ハンナ・アーレント

2012年作品
監督 マルガレーテ・フォン・トロッタ 出演 バルバラ・スコヴァ、アクセル・ミルベルク
(あらすじ)
米国在住のユダヤ人哲学者ハンナ・アーレントバルバラ・スコヴァ)は、「ニューヨーカー」誌の特派員として、1961年にエルサレムで行われたナチス戦犯アドルフ・アイヒマンの裁判を傍聴することになる。しかし、そこで目撃したアイヒマンの本性は上からの命令に忠実に従っただけの小役人に過ぎず、その印象を記事にした彼女の傍聴記はユダヤ人社会からの激しい非難に晒されることになる…


著名な哲学者であったハンナ・アーレントが1963年に発表した「イエルサレムアイヒマン−悪の陳腐さについての報告」を巡る論争をテーマにした作品。

彼女の名前だけは知っていたが、おそらくその著作は一冊も読んでいない。そこで、彼女の思想の“さわり”だけでも手っ取り早く知るための手段として本作を拝見してみたのだが、う〜ん、なかなかそれだけでは終わらない奥の深い問題に首を突っ込んでしまったのかもしれない。

さて、彼女の傍聴記には2つの大きな問題があるらしく、一つはアイヒマンを悪魔的な犯罪者としてではなく、凡庸な小役人として扱っているところであり、二つ目はユダヤ人指導者の一部にもホロコーストに協力した責任があると指摘しているところ。まあ、当時は“悪魔のようなナチストたちが無実のユダヤ人たちを虐殺した”というのが一般的な理解になっていたのだろうから、この常識に反した彼女の主張が問題視されたのも無理はない。

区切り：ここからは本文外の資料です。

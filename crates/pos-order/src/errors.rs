//! Error taxonomy for ticket operations.
//!
//! Three of the four kinds are recoverable at the interactive boundary by
//! convention: the UI logs them and the operation simply does not proceed.
//! [`OrderError::PriorityContract`] is a programmer error in the caller and
//! always propagates.

use pos_pricing::ItemError;

#[derive(Debug, Clone, PartialEq, Eq)]
pub enum OrderError {
    /// An operation that requires a mutable line item received a locked one,
    /// or an otherwise unusable item payload.
    InvalidItem(String),
    /// An operation required a valid, attached, non-empty ticket.
    InvalidOrder(&'static str),
    /// "The currently selected item" was requested with nothing selected.
    /// Normal in interactive use; recovered locally by the UI layer.
    NoSelection,
    /// The caller-supplied priority subset is longer than the ticket being
    /// confirmed. Caller contract violation — the ticket is left unmodified.
    PriorityContract { supplied: usize, ticket_len: usize },
}

impl OrderError {
    /// Recoverable-by-convention kinds: log and stop, no retry needed.
    pub fn is_recoverable(&self) -> bool {
        !matches!(self, OrderError::PriorityContract { .. })
    }
}

impl std::fmt::Display for OrderError {
    fn fmt(&self, f: &mut std::fmt::Formatter<'_>) -> std::fmt::Result {
        match self {
            OrderError::InvalidItem(why) => write!(f, "invalid line item: {why}"),
            OrderError::InvalidOrder(why) => write!(f, "invalid order: {why}"),
            OrderError::NoSelection => write!(f, "no line item is selected"),
            OrderError::PriorityContract {
                supplied,
                ticket_len,
            } => write!(
                f,
                "priority subset ({supplied} items) longer than ticket ({ticket_len} items)"
            ),
        }
    }
}

impl std::error::Error for OrderError {}

impl From<ItemError> for OrderError {
    fn from(e: ItemError) -> Self {
        OrderError::InvalidItem(e.to_string())
    }
}

#[cfg(test)]
mod tests {
    use super::*;

    #[test]
    fn only_priority_contract_is_fatal() {
        assert!(OrderError::NoSelection.is_recoverable());
        assert!(OrderError::InvalidItem("locked".into()).is_recoverable());
        assert!(OrderError::InvalidOrder("empty").is_recoverable());
        assert!(!OrderError::PriorityContract {
            supplied: 3,
            ticket_len: 2
        }
        .is_recoverable());
    }
}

ラストの8分間に及ぶハンナの講義はなかなか興味深い内容なのだが、アイヒマンの罪を“思考を止めたこと”だとするユニークなアイデアは、当然、彼だけでなく、すべての関係者にも当てはまる訳であり、彼女からホロコーストの責任を指摘されたユダヤ人指導者たちもその例外ではない。丸山真男が「抑圧委譲」という言葉で説明しようとした戦前の我が国における無責任体制も、おそらくそれによって支えられていたのだろう。

ということで、内容的には非常に興味深い作品なのだが、それは最後の8分間の講義内容に負うところが多く、映画的な面白さという点ではちょっと首を傾げざるを得ないのも事実。全体的に場所や時間の移動をスムーズに表現できていないのはおそらく編集が下手なせいであり、また、せっかく若かりし頃のハンナと恩師ハイデガーとの“関係”を描いておきながら、それを取り上げた意図は、結局、観客に上手く伝わらなかったと思います。